Julia Cole of @twentylot adds that IKEA hacks with the current veneer construction require smart and sometimes splurgy paint choices. “Paint color and formula do play a big part,” Cole says of the time and effort required to re-paint a piece. “For example, with the BILLY bookcase, a multi-purpose primer and darker paint color resulted in fewer coats of paint, while with the HAVSTA a wall primer formula and a lighter coat of paint required several coats.”

So while DIYers can currently use lighter colors in their hacks, they’re probably going to need to invest a lot more time to make them look good. The paint process won’t be testable until the new BILLY comes out, but the paper foil change might offer an improvement. “The new paper finish may be easier to paint, which would make us IKEA hackers happy!” Ver says. 

Possible Upside: Skipping the Sanding (Maybe)

There’s always the option to sand down the veneer and paint a more raw “wood” base, but Ver and other DIYers say this step can be tough, too. It’s difficult to sand down the BILLY evenly, and it’s especially tough to maintain consistency if you’re working with several BILLYs (like, say, for a built-ins project).

“Sanding the Billy was always a tricky thing when I used it, even with the wood veneer,” DIYer Alice Kuaban (@odd_essence) says. Her workaround, for now, is to add poplar boards to the sides, and she says people will likely have to do the same with the new film because “getting paint to stick on plastic is tough.”

Sam Mitchell of @rainbowhomereno — an account she runs with her husband Heath — had to do a lot of sanding in her own BILLY hack, shown above. “In our research before creating our custom BILLY, it was highly recommended to sand back the furniture if you wanted paint to stick,” Mitchell says. “We took every precaution with the BILLY in particular and sanded it back as well as primed it before painting on color.”

Mitchell says if the new paper surface can be painted on directly without sanding, it would be an improvement. “But if the surface has a glossy finish, I’d imagine it would be harder for your choice of paint color to stick,” she adds.

Credit: Julia Cole

Possible Downside: Sticky Situations

One potential drawback of the new paper foil is the residue it might leave behind, Cole says. “Without seeing or touching the new version of the BILLY, I’m answering and assuming based on my experience with foil and contact paper in general,” she says. “It sounds like it would be adding an additional step to the majority of BILLY refreshes and or hacks.
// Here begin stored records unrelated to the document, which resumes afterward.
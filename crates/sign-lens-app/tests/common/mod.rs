//! Shared fixtures for app integration tests.

use std::path::Path;
use std::sync::Arc;
use std::sync::atomic::{AtomicUsize, Ordering};

use async_trait::async_trait;
use sign_lens_app::{AppConfig, SignLensApp};
use sign_lens_capture::{CameraDevice, StaticPermissions, SyntheticCamera};
use sign_lens_upload::{AnalysisTransport, ImageEnvelope, TransportResponse, UploadError};
use tokio::sync::Notify;
use url::Url;

/// Transport answering every POST with the same result, optionally held
/// until [`FixedTransport::release`] is called.
#[allow(dead_code)]
pub struct FixedTransport {
    reply: Result<TransportResponse, String>,
    gate: Option<Notify>,
    pub posts: AtomicUsize,
}

#[allow(dead_code)]
impl FixedTransport {
    pub fn replying(status: u16, body: &str) -> Self {
        Self {
            reply: Ok(TransportResponse {
                status,
                body: body.to_string(),
            }),
            gate: None,
            posts: AtomicUsize::new(0),
        }
    }

    pub fn disconnected(detail: &str) -> Self {
        Self {
            reply: Err(detail.to_string()),
            gate: None,
            posts: AtomicUsize::new(0),
        }
    }

    pub fn gated(mut self) -> Self {
        self.gate = Some(Notify::new());
        self
    }

    pub fn release(&self) {
        if let Some(gate) = &self.gate {
            gate.notify_one();
        }
    }

    pub fn posts(&self) -> usize {
        self.posts.load(Ordering::SeqCst)
    }

    fn respond(&self) -> Result<TransportResponse, UploadError> {
        self.reply.clone().map_err(UploadError::Transport)
    }
}

#[async_trait]
impl AnalysisTransport for FixedTransport {
    async fn post_image(
        &self,
        _url: &Url,
        _envelope: ImageEnvelope,
    ) -> Result<TransportResponse, UploadError> {
        self.posts.fetch_add(1, Ordering::SeqCst);
        if let Some(gate) = &self.gate {
            gate.notified().await;
        }
        self.respond()
    }

    async fn get(&self, _url: &Url) -> Result<TransportResponse, UploadError> {
        self.respond()
    }
}

/// App wired to a granting permission provider and the given transport.
#[allow(dead_code)]
pub struct Harness {
    pub app: Arc<SignLensApp>,
    pub camera: Arc<SyntheticCamera>,
    pub permissions: Arc<StaticPermissions>,
    pub transport: Arc<FixedTransport>,
}

/// Writes a fixture photo into `dir` and builds a mounted harness around it.
#[allow(dead_code)]
pub fn harness(dir: &Path, transport: FixedTransport) -> Harness {
    let path = dir.join("capture.jpg");
    std::fs::write(&path, [0xFF, 0xD8, 0xFF, 0xD9]).expect("fixture photo should be written");

    let permissions = Arc::new(StaticPermissions::granting());
    let transport = Arc::new(transport);
    let config = AppConfig {
        backend_url: "http://backend.test:8000".to_string(),
        capture_delay_ms: 0,
    };
    let app = Arc::new(
        SignLensApp::from_config(&config, permissions.clone(), transport.clone())
            .expect("app should build"),
    );

    let camera = Arc::new(SyntheticCamera::new(path.display().to_string(), 640, 480));
    let camera_handle: Arc<dyn CameraDevice> = camera.clone();
    app.mount_camera(&camera_handle);

    Harness {
        app,
        camera,
        permissions,
        transport,
    }
}
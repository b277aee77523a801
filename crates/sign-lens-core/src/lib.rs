#![warn(missing_docs)]
//! # sign-lens-core
//!
//! ## Purpose
//! Defines the pure data model shared across the `sign-lens` workspace.
//!
//! ## Responsibilities
//! - Model camera permission state and its legal transitions.
//! - Represent a validated captured photo and resolve its local path.
//! - Represent analysis outcomes and the failure taxonomy surfaced to users.
//! - Tag in-flight analyses with tickets so late results can be recognized.
//!
//! ## Data flow
//! The capture controller produces a [`CapturedImage`]. The analysis client
//! turns it into an [`AnalysisOutcome`]. Session state pairs each pending
//! outcome with an [`AnalysisTicket`].
//!
//! ## Ownership and lifetimes
//! All values own their strings so they can move freely between the UI state
//! and async analysis tasks.
//!
//! ## Error model
//! Invalid captures and unresolvable image references return [`CoreError`].
//!
//! ## Example
//! ```rust
//! use sign_lens_core::{CapturedImage, PermissionState};
//!
//! let image = CapturedImage::new("file:///tmp/photo.jpg", 640, 480).unwrap();
//! assert_eq!(image.width(), 640);
//! assert!(CapturedImage::new("file:///tmp/photo.jpg", 0, 480).is_err());
//!
//! let state = PermissionState::Unknown.transition(PermissionState::Denied);
//! assert_eq!(state.transition(PermissionState::Granted), PermissionState::Granted);
//! ```

use std::fmt;
use std::path::PathBuf;

use serde::{Deserialize, Serialize};
use thiserror::Error;
use url::Url;

/// Camera permission state for one session.
#[derive(Debug, Clone, Copy, Default, PartialEq, Eq, Serialize, Deserialize)]
pub enum PermissionState {
    /// The OS has not been asked yet.
    #[default]
    Unknown,
    /// The user refused camera access.
    Denied,
    /// Camera access is available for the rest of the session.
    Granted,
}

impl PermissionState {
    /// Returns `true` when the camera may be used.
    pub fn is_granted(self) -> bool {
        self == Self::Granted
    }

    /// Applies a decision reported by the OS and returns the resulting state.
    ///
    /// # Semantics
    /// - `Granted` is terminal: later decisions are ignored.
    /// - No decision moves the state back to `Unknown`.
    /// - `Unknown` and `Denied` accept `Denied` or `Granted`.
    pub fn transition(self, decision: PermissionState) -> PermissionState {
        match (self, decision) {
            (Self::Granted, _) => Self::Granted,
            (current, Self::Unknown) => current,
            (_, decision) => decision,
        }
    }
}

impl fmt::Display for PermissionState {
    fn fmt(&self, f: &mut fmt::Formatter<'_>) -> fmt::Result {
        let label = match self {
            Self::Unknown => "unknown",
            Self::Denied => "denied",
            Self::Granted => "granted",
        };
        f.write_str(label)
    }
}

/// A photo produced by the capture controller.
///
/// Construction validates geometry, so a value of this type always has a
/// non-empty reference and positive dimensions. Deserialization goes through
/// the same check.
#[derive(Debug, Clone, PartialEq, Eq, Serialize, Deserialize)]
#[serde(try_from = "CapturedImageRecord")]
pub struct CapturedImage {
    uri: String,
    width: u32,
    height: u32,
}

#[derive(Deserialize)]
struct CapturedImageRecord {
    uri: String,
    width: u32,
    height: u32,
}

impl TryFrom<CapturedImageRecord> for CapturedImage {
    type Error = CoreError;

    fn try_from(record: CapturedImageRecord) -> Result<Self, Self::Error> {
        Self::new(record.uri, record.width, record.height)
    }
}

impl CapturedImage {
    /// Creates a validated captured image.
    ///
    /// # Errors
    /// Returns [`CoreError::EmptyReference`] for a blank reference.
    /// Returns [`CoreError::EmptyImage`] when either dimension is zero.
    pub fn new(uri: impl Into<String>, width: u32, height: u32) -> Result<Self, CoreError> {
        let uri = uri.into();
        if uri.trim().is_empty() {
            return Err(CoreError::EmptyReference);
        }
        if width == 0 || height == 0 {
            return Err(CoreError::EmptyImage { width, height });
        }

        Ok(Self { uri, width, height })
    }

    /// Opaque local reference reported by the camera (URI or path).
    pub fn uri(&self) -> &str {
        &self.uri
    }

    /// Image width in pixels.
    pub fn width(&self) -> u32 {
        self.width
    }

    /// Image height in pixels.
    pub fn height(&self) -> u32 {
        self.height
    }

    /// Resolves the reference to a filesystem path.
    ///
    /// `file://` URIs and plain paths are accepted. A single-letter scheme is
    /// read as a Windows drive prefix.
    ///
    /// # Errors
    /// Returns [`CoreError::InvalidReference`] for any other URI scheme or a
    /// `file://` URI that does not map to a local path.
    pub fn local_path(&self) -> Result<PathBuf, CoreError> {
        match Url::parse(&self.uri) {
            Ok(url) if url.scheme() == "file" => url
                .to_file_path()
                .map_err(|_| CoreError::InvalidReference(self.uri.clone())),
            Ok(url) if url.scheme().len() == 1 => Ok(PathBuf::from(&self.uri)),
            Ok(_) => Err(CoreError::InvalidReference(self.uri.clone())),
            Err(_) => Ok(PathBuf::from(&self.uri)),
        }
    }
}

/// Categories of analysis failure shown to the user.
#[derive(Debug, Clone, Copy, PartialEq, Eq, Serialize, Deserialize)]
pub enum FailureKind {
    /// The request never produced an HTTP response.
    Transport,
    /// The backend answered 2xx with an `error` field.
    BackendApplication,
    /// The backend answered with a non-2xx status.
    BackendHttp,
    /// The backend answered 2xx with a body outside the reply contract.
    InvalidResponse,
}

/// A settled analysis failure.
#[derive(Debug, Clone, PartialEq, Eq, Serialize, Deserialize)]
pub struct AnalysisFailure {
    /// Failure category.
    pub kind: FailureKind,
    /// User-facing message.
    pub message: String,
}

impl AnalysisFailure {
    /// Title used when the failure is surfaced as an alert.
    pub fn alert_title(&self) -> &'static str {
        match self.kind {
            FailureKind::BackendApplication => "Backend Error",
            _ => "Error",
        }
    }
}

/// Result of one analysis request.
#[derive(Debug, Clone, PartialEq, Eq, Serialize, Deserialize)]
pub enum AnalysisOutcome {
    /// The request is in flight.
    Pending,
    /// The backend described the image.
    Success(String),
    /// The request failed.
    Failure(AnalysisFailure),
}

impl AnalysisOutcome {
    /// Failure for a request that never got an HTTP response.
    pub fn transport(detail: impl fmt::Display) -> Self {
        Self::Failure(AnalysisFailure {
            kind: FailureKind::Transport,
            message: format!("Failed to connect to backend: {detail}"),
        })
    }

    /// Failure reported by the backend through its `error` field.
    pub fn backend_application(message: impl Into<String>) -> Self {
        Self::Failure(AnalysisFailure {
            kind: FailureKind::BackendApplication,
            message: message.into(),
        })
    }

    /// Failure for a non-2xx status; the message carries status and body.
    pub fn backend_http(status: u16, body: &str) -> Self {
        Self::Failure(AnalysisFailure {
            kind: FailureKind::BackendHttp,
            message: format!("Backend error: {status} - {body}"),
        })
    }

    /// Failure for a 2xx body that does not follow the reply contract.
    pub fn invalid_response(detail: impl fmt::Display) -> Self {
        Self::Failure(AnalysisFailure {
            kind: FailureKind::InvalidResponse,
            message: format!("Invalid response from backend: {detail}"),
        })
    }

    /// Returns `true` once the outcome is `Success` or `Failure`.
    pub fn is_settled(&self) -> bool {
        !matches!(self, Self::Pending)
    }

    /// Description text for successful outcomes.
    pub fn description(&self) -> Option<&str> {
        match self {
            Self::Success(description) => Some(description),
            _ => None,
        }
    }

    /// Failure details for failed outcomes.
    pub fn failure(&self) -> Option<&AnalysisFailure> {
        match self {
            Self::Failure(failure) => Some(failure),
            _ => None,
        }
    }
}

/// Generation tag identifying one analysis request within a session.
#[derive(Debug, Clone, Copy, PartialEq, Eq, Hash, Serialize, Deserialize)]
pub struct AnalysisTicket(u64);

impl AnalysisTicket {
    /// Creates a ticket for a generation number.
    pub fn new(generation: u64) -> Self {
        Self(generation)
    }

    /// Generation number of this ticket.
    pub fn generation(self) -> u64 {
        self.0
    }
}

impl fmt::Display for AnalysisTicket {
    fn fmt(&self, f: &mut fmt::Formatter<'_>) -> fmt::Result {
        write!(f, "analysis#{}", self.0)
    }
}

/// Error type for core validation failures.
#[derive(Debug, Error, PartialEq, Eq)]
pub enum CoreError {
    /// Capture produced an image without usable geometry.
    #[error("Image appears to be empty or invalid ({width}x{height})")]
    EmptyImage {
        /// Reported width.
        width: u32,
        /// Reported height.
        height: u32,
    },
    /// Capture produced no image reference.
    #[error("image reference is empty")]
    EmptyReference,
    /// The image reference cannot be read as a local file.
    #[error("image reference is not a local file: {0}")]
    InvalidReference(String),
}
//! Shared fixtures for upload integration tests.

use std::collections::VecDeque;
use std::path::Path;
use std::sync::Mutex;

use async_trait::async_trait;
use sign_lens_core::CapturedImage;
use sign_lens_upload::{AnalysisTransport, ImageEnvelope, TransportResponse, UploadError};
use url::Url;

/// Fake JPEG payload written to disk for uploads.
#[allow(dead_code)]
pub const FIXTURE_JPEG: &[u8] = &[0xFF, 0xD8, 0xFF, 0xE0, 0x00, 0x10, 0xFF, 0xD9];

/// Writes the fixture photo into `dir` and returns a captured image for it.
#[allow(dead_code)]
pub fn fixture_image(dir: &Path) -> CapturedImage {
    let path = dir.join("capture.jpg");
    std::fs::write(&path, FIXTURE_JPEG).expect("fixture photo should be written");
    CapturedImage::new(path.display().to_string(), 640, 480).expect("fixture image is valid")
}

/// Transport returning scripted results and recording every request.
#[allow(dead_code)]
#[derive(Debug, Default)]
pub struct ScriptedTransport {
    responses: Mutex<VecDeque<Result<TransportResponse, UploadError>>>,
    pub posts: Mutex<Vec<(Url, ImageEnvelope)>>,
    pub gets: Mutex<Vec<Url>>,
}

#[allow(dead_code)]
impl ScriptedTransport {
    pub fn replying(status: u16, body: &str) -> Self {
        let transport = Self::default();
        transport.push(Ok(TransportResponse {
            status,
            body: body.to_string(),
        }));
        transport
    }

    pub fn failing(detail: &str) -> Self {
        let transport = Self::default();
        transport.push(Err(UploadError::Transport(detail.to_string())));
        transport
    }

    pub fn push(&self, result: Result<TransportResponse, UploadError>) {
        self.responses
            .lock()
            .expect("response lock should work")
            .push_back(result);
    }

    fn next(&self) -> Result<TransportResponse, UploadError> {
        self.responses
            .lock()
            .expect("response lock should work")
            .pop_front()
            .unwrap_or_else(|| Err(UploadError::Transport("no scripted response".to_string())))
    }
}

#[async_trait]
impl AnalysisTransport for ScriptedTransport {
    async fn post_image(
        &self,
        url: &Url,
        envelope: ImageEnvelope,
    ) -> Result<TransportResponse, UploadError> {
        self.posts
            .lock()
            .expect("post lock should work")
            .push((url.clone(), envelope));
        self.next()
    }

    async fn get(&self, url: &Url) -> Result<TransportResponse, UploadError> {
        self.gets.lock().expect("get lock should work").push(url.clone());
        self.next()
    }
}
I’d imagine one would need to first remove the contact paper with something like a heat gun and potentially have to clean off any leftover residue prior to sanding.”

And in general, that’s going to mean some trial and error, which can be a time suck, Ver notes. “I also feel bad for people who aren’t planning on refinishing the bookcase, because if it looks cheaper as a standalone item, maybe less people will want to put it out as-is,” she adds. 

Credit: Alice Kuaban

The Takeaway: You Never Know Until You DIY

The moral of the story? It’s going to take some actual DIYing after the BILLYs are released in 2024 to know exactly what’s to come. Maybe the “cheaper” finish will inspire even more furniture flips, but maybe they’ll be harder to execute. “The downside would be if it makes it harder for people to customize or change the color of the furniture,” Mitchell says. “There are so many BILLY hacks out there. it would be a shame to hinder people’s creativity. But if prep work is reduced because of it, it would be a great thing.”

Kuaban is excited to see the clever solutions her peers come up with. “Given the BILLY’s popularity, I am sure people will come up with clever hacks to overcome this new curve ball from IKEA,” she says.